Swordfish Steaks with Smoky Tomato Ketchup

  • ACTIVE: 45 MIN

"I spend part of the year in Martha's Vineyard, where we get incredibly fresh swordfish. It's a great sponge for that wood-grilled flavor," Steven Raichlen says. He serves the fish with ketchup made from tomatoes charred over the same fire.


  1. Four 7-ounce swordfish steaks, cut 3/4 inch thick
  2. Salt and freshly ground pepper
  3. 2 garlic cloves, minced
  4. 2 tablespoons fresh lemon juice
  5. 2 tablespoons extra-virgin olive oil


  1. 1 tablespoon vegetable oil
  2. 1 garlic clove, minced
  3. 1/2 small red onion, minced
  4. 1/2 teaspoon finely grated lemon zest
  5. 3 tablespoons light brown sugar
  6. 2 tablespoons fresh lemon juice
  7. 2 tablespoons red wine vinegar
  8. 2 teaspoons drained capers
  9. 1/2 teaspoon ground allspice
  10. 1/2 teaspoon ground ginger
  11. 1/2 teaspoon dry mustard
  12. 4 medium tomatoes (1 1/4 pounds)
  13. Salt and freshly ground pepper
  1. Arrange the swordfish in a shallow dish and season with salt and pepper.

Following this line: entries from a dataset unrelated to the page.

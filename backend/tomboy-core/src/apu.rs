//! APU: two pulse channels, one wavetable channel, one LFSR noise channel, mixed to stereo

mod components;
mod noise;
mod pulse;
mod wavetable;

use crate::apu::noise::NoiseChannel;
use crate::apu::pulse::PulseChannel;
use crate::apu::wavetable::WavetableChannel;
use crate::audio::SampleClock;
use crate::control::CpuSpeed;
use crate::timer::Timer;
use bincode::{Decode, Encode};
use std::array;
use tomboy_common::num::GetBit;

#[derive(Debug, Clone, Copy, Encode, Decode)]
struct StereoControl {
    left_volume: u8,
    right_volume: u8,
    vin_bits: u8,
    left_channels: [bool; 4],
    right_channels: [bool; 4],
}

impl StereoControl {
    fn zero() -> Self {
        Self {
            left_volume: 0,
            right_volume: 0,
            vin_bits: 0,
            left_channels: [false; 4],
            right_channels: [false; 4],
        }
    }

    fn read_volume(&self) -> u8 {
        (self.left_volume << 4) | self.right_volume | self.vin_bits
    }

    fn write_volume(&mut self, value: u8) {
        self.left_volume = (value >> 4) & 0x07;
        self.right_volume = value & 0x07;
        // VIN has no source on this console; the pan bits are plain storage
        self.vin_bits = value & 0x88;

        log::trace!("NR50 write");
        log::trace!("  L volume: {}", self.left_volume);
        log::trace!("  R volume: {}", self.right_volume);
    }

    fn read_enabled(&self) -> u8 {
        let high_nibble = stereo_channels_to_nibble(self.left_channels);
        let low_nibble = stereo_channels_to_nibble(self.right_channels);
        (high_nibble << 4) | low_nibble
    }

    fn write_enabled(&mut self, value: u8) {
        self.left_channels = array::from_fn(|i| value.bit(4 + i as u8));
        self.right_channels = array::from_fn(|i| value.bit(i as u8));

        log::trace!("NR51 write");
        log::trace!("  L enabled: {:?}", self.left_channels);
        log::trace!("  R enabled: {:?}", self.right_channels);
    }
}

fn stereo_channels_to_nibble(channels: [bool; 4]) -> u8 {
    channels.into_iter().enumerate().map(|(i, b)| u8::from(b) << i).reduce(|a, b| a | b).unwrap()
}

#[derive(Debug, Clone, Encode, Decode)]
pub struct Apu {
    enabled: bool,
    pulse_1: PulseChannel,
    pulse_2: PulseChannel,
    wavetable: WavetableChannel,
    noise: NoiseChannel,
    stereo_control: StereoControl,
    frame_sequencer_step: u8,
    previous_div_bit: bool,
    sample_clock: SampleClock,
}

impl Apu {
    pub fn new() -> Self {
        Self {
            enabled: false,
            pulse_1: PulseChannel::new(),
            pulse_2: PulseChannel::new(),
            wavetable: WavetableChannel::new(),
            noise: NoiseChannel::new(),
            stereo_control: StereoControl::zero(),
            frame_sequencer_step: 0,
            previous_div_bit: false,
            sample_clock: SampleClock::new(),
        }
    }

    pub fn tick_bus_cycle(&mut self, timer: &Timer, cpu_speed: CpuSpeed) {
        let div_bit_index = match cpu_speed {
            CpuSpeed::Normal => 4,
            CpuSpeed::Double => 5,
        };

        let div_bit = timer.read_div().bit(div_bit_index);
        if self.previous_div_bit && !div_bit {
            self.frame_sequencer_step = (self.frame_sequencer_step + 1) & 7;

            if self.enabled {
                // Length counters at 256 Hz, envelopes at 64 Hz, pulse 1 sweep at 128 Hz
                if !self.frame_sequencer_step.bit(0) {
                    self.clock_length_counters();
                }

                if self.frame_sequencer_step == 7 {
                    self.clock_envelopes();
                }

                if self.frame_sequencer_step == 2 || self.frame_sequencer_step == 6 {
                    self.pulse_1.clock_sweep();
                }
            }
        }
        self.previous_div_bit = div_bit;

        if !self.enabled {
            self.sample_clock.collect_sample(0.0, 0.0);
            return;
        }

        self.pulse_1.tick_bus_cycle();
        self.pulse_2.tick_bus_cycle();
        self.wavetable.tick_bus_cycle();
        self.noise.tick_bus_cycle();

        self.generate_sample();
    }

    fn generate_sample(&mut self) {
        // Channel DAC outputs in the range [-15, +15]
        let channel_samples = [
            digital_to_analog(self.pulse_1.sample()),
            digital_to_analog(self.pulse_2.sample()),
            digital_to_analog(self.wavetable.sample()),
            digital_to_analog(self.noise.sample()),
        ];

        let mut sample_l = 0;
        let mut sample_r = 0;
        for (i, channel_sample) in channel_samples.into_iter().enumerate() {
            sample_l += i32::from(self.stereo_control.left_channels[i]) * channel_sample;
            sample_r += i32::from(self.stereo_control.right_channels[i]) * channel_sample;
        }

        // L/R sums are in [-60, +60]; the volume multiplier is 1-8, so the scaled values land in
        // [-480, +480] and divide out to [-1.0, +1.0]
        sample_l *= i32::from(self.stereo_control.left_volume + 1);
        sample_r *= i32::from(self.stereo_control.right_volume + 1);

        self.sample_clock.collect_sample(sample_l as f32 / 480.0, sample_r as f32 / 480.0);
    }

    fn clock_length_counters(&mut self) {
        self.pulse_1.clock_length_counter();
        self.pulse_2.clock_length_counter();
        self.wavetable.clock_length_counter();
        self.noise.clock_length_counter();
    }

    fn clock_envelopes(&mut self) {
        self.pulse_1.clock_envelope();
        self.pulse_2.clock_envelope();
        self.noise.clock_envelope();
    }

    pub fn pop_sample(&mut self) -> Option<(f32, f32)> {
        self.sample_clock.pop_sample()
    }

    pub fn read_register(&self, address: u32) -> u8 {
        log::trace!("APU read register {address:08X}");

        let port = address & 0x7F;

        if !self.enabled && (0x10..=0x25).contains(&port) {
            // Powering down the APU clears NR10-NR51 and they read as zero until power-up
            return 0x00;
        }

        match port {
            0x10 => self.pulse_1.read_register_0(),
            0x11 => self.pulse_1.read_register_1(),
            0x12 => self.pulse_1.read_register_2(),
            0x14 => self.pulse_1.read_register_4(),
            0x16 => self.pulse_2.read_register_1(),
            0x17 => self.pulse_2.read_register_2(),
            0x19 => self.pulse_2.read_register_4(),
            0x1A => self.wavetable.read_register_0(),
            0x1C => self.wavetable.read_register_2(),
            0x1E => self.wavetable.read_register_4(),
            0x21 => self.noise.read_register_2(),
            0x22 => self.noise.read_register_3(),
            0x23 => self.noise.read_register_4(),
            0x24 => self.stereo_control.read_volume(),
            0x25 => self.stereo_control.read_enabled(),
            0x26 => self.read_nr52(),
            0x30..=0x3F => self.wavetable.read_ram(address),
            _ => 0xFF,
        }
    }

    fn read_nr52(&self) -> u8 {
        (u8::from(self.enabled) << 7)
            | (u8::from(self.noise.enabled()) << 3)
            | (u8::from(self.wavetable.enabled()) << 2)
            | (u8::from(self.pulse_2.enabled()) << 1)
            | u8::from(self.pulse_1.enabled())
    }

    pub fn write_register(&mut self, address: u32, value: u8) {
        log::trace!("APU write register {address:08X} {value:02X}");

        let port = address & 0x7F;

        if !self.enabled && port != 0x26 && !(0x30..=0x3F).contains(&port) {
            // While the APU is disabled, writes are only allowed to NR52 and wave RAM
            return;
        }

        match port {
            0x10 => self.pulse_1.write_register_0(value),
            0x11 => self.pulse_1.write_register_1(value),
            0x12 => self.pulse_1.write_register_2(value),
            0x13 => self.pulse_1.write_register_3(value),
            0x14 => self.pulse_1.write_register_4(value, true),
            0x16 => self.pulse_2.write_register_1(value),
            0x17 => self.pulse_2.write_register_2(value),
            0x18 => self.pulse_2.write_register_3(value),
            0x19 => self.pulse_2.write_register_4(value, false),
            0x1A => self.wavetable.write_register_0(value),
            0x1B => self.wavetable.write_register_1(value),
            0x1C => self.wavetable.write_register_2(value),
            0x1D => self.wavetable.write_register_3(value),
            0x1E => self.wavetable.write_register_4(value),
            0x20 => self.noise.write_register_1(value),
            0x21 => self.noise.write_register_2(value),
            0x22 => self.noise.write_register_3(value),
            0x23 => self.noise.write_register_4(value),
            0x24 => self.stereo_control.write_volume(value),
            0x25 => self.stereo_control.write_enabled(value),
            0x26 => self.write_nr52(value),
            0x30..=0x3F => self.wavetable.write_ram(address, value),
            _ => {}
        }
    }

    fn write_nr52(&mut self, value: u8) {
        let prev_enabled = self.enabled;
        self.enabled = value.bit(7);

        if prev_enabled && !self.enabled {
            // Reset all channel and register state; wave RAM is kept
            self.pulse_1 = PulseChannel::new();
            self.pulse_2 = PulseChannel::new();
            self.wavetable.reset();
            self.noise = NoiseChannel::new();
            self.stereo_control = StereoControl::zero();
        } else if !prev_enabled && self.enabled {
            // Reset frame sequencer step
            self.frame_sequencer_step = 7;
        }

        log::trace!("NR52 write, APU enabled: {}", self.enabled);
    }

    // Wave RAM is also reachable through its own bus window, not just the port page
    pub fn read_wave_ram(&self, address: u32) -> u8 {
        self.wavetable.read_ram(address)
    }

    pub fn write_wave_ram(&mut self, address: u32, value: u8) {
        self.wavetable.write_ram(address, value);
    }

    // PCM12: live DAC outputs of pulse 1 (low nibble) and pulse 2 (high nibble)
    pub fn read_pcm12(&self) -> u8 {
        let pulse_1 = self.pulse_1.sample().unwrap_or(0);
        let pulse_2 = self.pulse_2.sample().unwrap_or(0);
        (pulse_2 << 4) | pulse_1
    }

    // PCM34: live DAC outputs of wave (low nibble) and noise (high nibble)
    pub fn read_pcm34(&self) -> u8 {
        let wave = self.wavetable.sample().unwrap_or(0);
        let noise = self.noise.sample().unwrap_or(0);
        (noise << 4) | wave
    }
}

fn digital_to_analog(sample: Option<u8>) -> i32 {
    let Some(sample) = sample else { return 0 };

    // Map 0 to -15 and 15 to +15
    (2 * i32::from(sample)) - 15
}

#[cfg(test)]
mod tests {
    use super::*;
    use crate::interrupts::InterruptRegisters;

    fn apu_with_timer() -> (Apu, Timer, InterruptRegisters) {
        let mut apu = Apu::new();
        apu.write_register(0xFFFFFF26, 0x80);
        (apu, Timer::new(), InterruptRegisters::default())
    }

    fn tick(apu: &mut Apu, timer: &mut Timer, interrupt_registers: &mut InterruptRegisters) {
        timer.tick_bus_cycle(interrupt_registers);
        apu.tick_bus_cycle(timer, CpuSpeed::Normal);
    }

    #[test]
    fn nr52_reflects_channel_enables() {
        let (mut apu, ..) = apu_with_timer();

        assert_eq!(apu.read_register(0xFFFFFF26), 0x80);

        // Trigger pulse 2 with a valid DAC
        apu.write_register(0xFFFFFF17, 0xF0);
        apu.write_register(0xFFFFFF19, 0x80);
        assert_eq!(apu.read_register(0xFFFFFF26), 0x82);
    }

    #[test]
    fn powering_down_clears_registers() {
        let (mut apu, ..) = apu_with_timer();

        apu.write_register(0xFFFFFF24, 0x77);
        apu.write_register(0xFFFFFF25, 0xFF);
        apu.write_register(0xFFFFFF12, 0xF3);

        apu.write_register(0xFFFFFF26, 0x00);
        for port in 0x10..=0x25_u32 {
            assert_eq!(apu.read_register(0xFFFFFF00 | port), 0x00, "port {port:02X}");
        }

        // Writes other than NR52/wave RAM are ignored while powered down
        apu.write_register(0xFFFFFF24, 0x55);
        apu.write_register(0xFFFFFF26, 0x80);
        assert_eq!(apu.read_register(0xFFFFFF24), 0x00);
    }

    #[test]
    fn wave_ram_survives_power_down() {
        let (mut apu, ..) = apu_with_timer();

        apu.write_register(0xFFFFFF30, 0xAB);
        apu.write_register(0xFFFFFF26, 0x00);
        assert_eq!(apu.read_register(0xFFFFFF30), 0xAB);

        apu.write_register(0xFFFFFF31, 0xCD);
        assert_eq!(apu.read_register(0xFFFFFF31), 0xCD);
    }

    #[test]
    fn length_counter_expires_at_256_hz() {
        let (mut apu, mut timer, mut interrupt_registers) = apu_with_timer();

        // Pulse 1: length 63 (counter = 1), length enable + trigger
        apu.write_register(0xFFFFFF12, 0xF0);
        apu.write_register(0xFFFFFF11, 63);
        apu.write_register(0xFFFFFF14, 0xC0);
        assert_eq!(apu.read_register(0xFFFFFF26), 0x81);

        // Two frame-sequencer steps guarantee one length clock. One step happens per falling
        // edge of DIV bit 4, i.e. every 8192 master cycles
        for _ in 0..2 * 8192 / 4 {
            tick(&mut apu, &mut timer, &mut interrupt_registers);
        }

        assert_eq!(apu.read_register(0xFFFFFF26), 0x80);
    }

    #[test]
    fn pcm_ports_expose_dac_levels() {
        let (mut apu, ..) = apu_with_timer();

        // Idle DACs read zero
        assert_eq!(apu.read_pcm12(), 0x00);

        // Pulse 2 at 3/4 duty outputs its volume at phase 0
        apu.write_register(0xFFFFFF17, 0xA0);
        apu.write_register(0xFFFFFF16, 0b1100_0000);
        apu.write_register(0xFFFFFF19, 0x80);
        assert_eq!(apu.read_pcm12(), 0xA0);
    }
}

Rub the garlic onto both sides of the steaks, then drizzle the lemon juice and olive oil over the fish. Cover and refrigerate for up to 1 hour.
  2. In a saucepan, heat the oil. Add the garlic, onion and lemon zest and cook over moderately high heat until lightly browned, 4 minutes. Stir in the brown sugar, lemon juice, vinegar, capers, allspice, ginger and mustard and boil for 3 minutes. Remove from the heat.
  3. Light a charcoal grill. Oil the grate and grill the tomatoes over high heat, turning frequently, until lightly charred. Core and finely chop the tomatoes, then stir them into the ketchup. Simmer over low heat, stirring occasionally, until thickened, about 10 minutes. Season with salt and pepper.
  4. Grill the swordfish steaks over high heat for 5 minutes, shifting the steaks after 2 minutes to create a crosshatch pattern, if desired. Turn the swordfish over and grill for 3 minutes longer. Transfer to plates and serve with the grilled-tomato ketchup.

Suggested Pairing

These steaks, served with a smoky ketchup, taste better with a fruity rosé than a white, which would be overpowered by the food's strong flavors. Australian rosés typically have the substance needed here.